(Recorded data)
⟨

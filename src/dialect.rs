//! Capabilities and factories a host query builder asks of a backend.

use crate::config::ClickhouseOptions;
use crate::driver::ClickhouseDriver;
use crate::error::SqlMiddlewareDbError;

/// ClickHouse capability flags and migration-lock hooks.
#[derive(Debug, Clone, Copy, Default)]
pub struct ClickhouseAdapter;

impl ClickhouseAdapter {
    /// DDL is applied immediately and cannot be rolled back.
    #[must_use]
    pub fn supports_transactional_ddl(&self) -> bool {
        false
    }

    #[must_use]
    pub fn supports_returning(&self) -> bool {
        true
    }

    /// ClickHouse has no lock primitive to hold; migrations run unguarded.
    ///
    /// # Errors
    /// Never fails.
    #[allow(clippy::unused_async)]
    pub async fn acquire_migration_lock(&self) -> Result<(), SqlMiddlewareDbError> {
        Ok(())
    }

    /// # Errors
    /// Never fails.
    #[allow(clippy::unused_async)]
    pub async fn release_migration_lock(&self) -> Result<(), SqlMiddlewareDbError> {
        Ok(())
    }
}

/// Entry point that wires options to a driver and an adapter.
#[derive(Debug, Clone)]
pub struct ClickhouseDialect {
    options: ClickhouseOptions,
}

impl ClickhouseDialect {
    #[must_use]
    pub fn new(options: ClickhouseOptions) -> Self {
        Self { options }
    }

    #[must_use]
    pub fn options(&self) -> &ClickhouseOptions {
        &self.options
    }

    #[cfg(feature = "http")]
    #[must_use]
    pub fn create_driver(&self) -> ClickhouseDriver {
        ClickhouseDriver::new(self.options.clone())
    }

    #[must_use]
    pub fn create_driver_with(&self, factory: crate::driver::TransportFactory) -> ClickhouseDriver {
        ClickhouseDriver::with_transport_factory(self.options.clone(), factory)
    }

    #[must_use]
    pub fn create_adapter(&self) -> ClickhouseAdapter {
        ClickhouseAdapter
    }
}

#[cfg(test)]
mod tests {
    use super::*;
    use tokio::runtime::Runtime;

    #[test]
    fn adapter_flags_and_locks() -> Result<(), Box<dyn std::error::Error>> {
        let dialect = ClickhouseDialect::new(ClickhouseOptions::default());
        let adapter = dialect.create_adapter();
        assert!(!adapter.supports_transactional_ddl());
        assert!(adapter.supports_returning());

        let rt = Runtime::new()?;
        rt.block_on(async {
            adapter.acquire_migration_lock().await?;
            adapter.release_migration_lock().await
        })?;
        Ok(())
    }
}
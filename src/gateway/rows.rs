use std::pin::Pin;

use futures_util::stream::{self, BoxStream, Stream, StreamExt};

use crate::error::SqlMiddlewareDbError;
use crate::results::JsonRow;

/// Lazily decoded rows of one response; dropping it releases the response body.
pub type RowStream = BoxStream<'static, Result<JsonRow, SqlMiddlewareDbError>>;

// `buf[start..]` is unread; `buf[start..scanned]` is known to hold no newline.
struct LineState<S> {
    body: Pin<Box<S>>,
    buf: Vec<u8>,
    start: usize,
    scanned: usize,
    finished: bool,
}

impl<S> LineState<S> {
    // Drop consumed bytes once they make up at least half the buffer, so each byte is moved
    // a bounded number of times.
    fn compact(&mut self) {
        if self.start > 0 && self.start * 2 >= self.buf.len() {
            self.buf.drain(..self.start);
            self.scanned -= self.start;
            self.start = 0;
        }
    }
}

/// Decode a `JSONEachRow` body (one JSON object per line) as it arrives.
///
/// Chunks are only pulled from `body` when the consumer asks for the next row.
pub fn json_each_row<S, B, E>(body: S) -> RowStream
where
    S: Stream<Item = Result<B, E>> + Send + 'static,
    B: AsRef<[u8]> + Send + 'static,
    E: Into<SqlMiddlewareDbError> + Send + 'static,
{
    let state = LineState {
        body: Box::pin(body),
        buf: Vec::new(),
        start: 0,
        scanned: 0,
        finished: false,
    };
    stream::try_unfold(state, next_row::<S, B, E>).boxed()
}

async fn next_row<S, B, E>(
    mut state: LineState<S>,
) -> Result<Option<(JsonRow, LineState<S>)>, SqlMiddlewareDbError>
where
    S: Stream<Item = Result<B, E>>,
    B: AsRef<[u8]>,
    E: Into<SqlMiddlewareDbError>,
{
    loop {
        if let Some(offset) = state.buf[state.scanned..].iter().position(|b| *b == b'\n') {
            let end = state.scanned + offset;
            let line = &state.buf[state.start..end];
            let row = if line.iter().all(u8::is_ascii_whitespace) {
                None
            } else {
                Some(serde_json::from_slice::<JsonRow>(line)?)
            };
            state.start = end + 1;
            state.scanned = end + 1;
            match row {
                Some(row) => return Ok(Some((row, state))),
                None => continue,
            }
        }
        state.scanned = state.buf.len();

        if state.finished {
            let rest = &state.buf[state.start..];
            if rest.iter().all(u8::is_ascii_whitespace) {
                return Ok(None);
            }
            let row: JsonRow = serde_json::from_slice(rest)?;
            state.start = state.buf.len();
            return Ok(Some((row, state)));
        }

        match state.body.next().await {
            Some(chunk) => {
                let chunk = chunk.map_err(Into::<SqlMiddlewareDbError>::into)?;
                state.compact();
                state.buf.extend_from_slice(chunk.as_ref());
            }
            None => state.finished = true,
        }
    }
}

/// Stream over rows that are already in memory.
#[must_use]
pub fn rows_from_vec(rows: Vec<JsonRow>) -> RowStream {
    stream::iter(rows.into_iter().map(Ok)).boxed()
}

⟩

**Task requirements**:
Across all the entries above, how many lines have the word "asks" in them? Only the number, please.

**Result of this task**:
2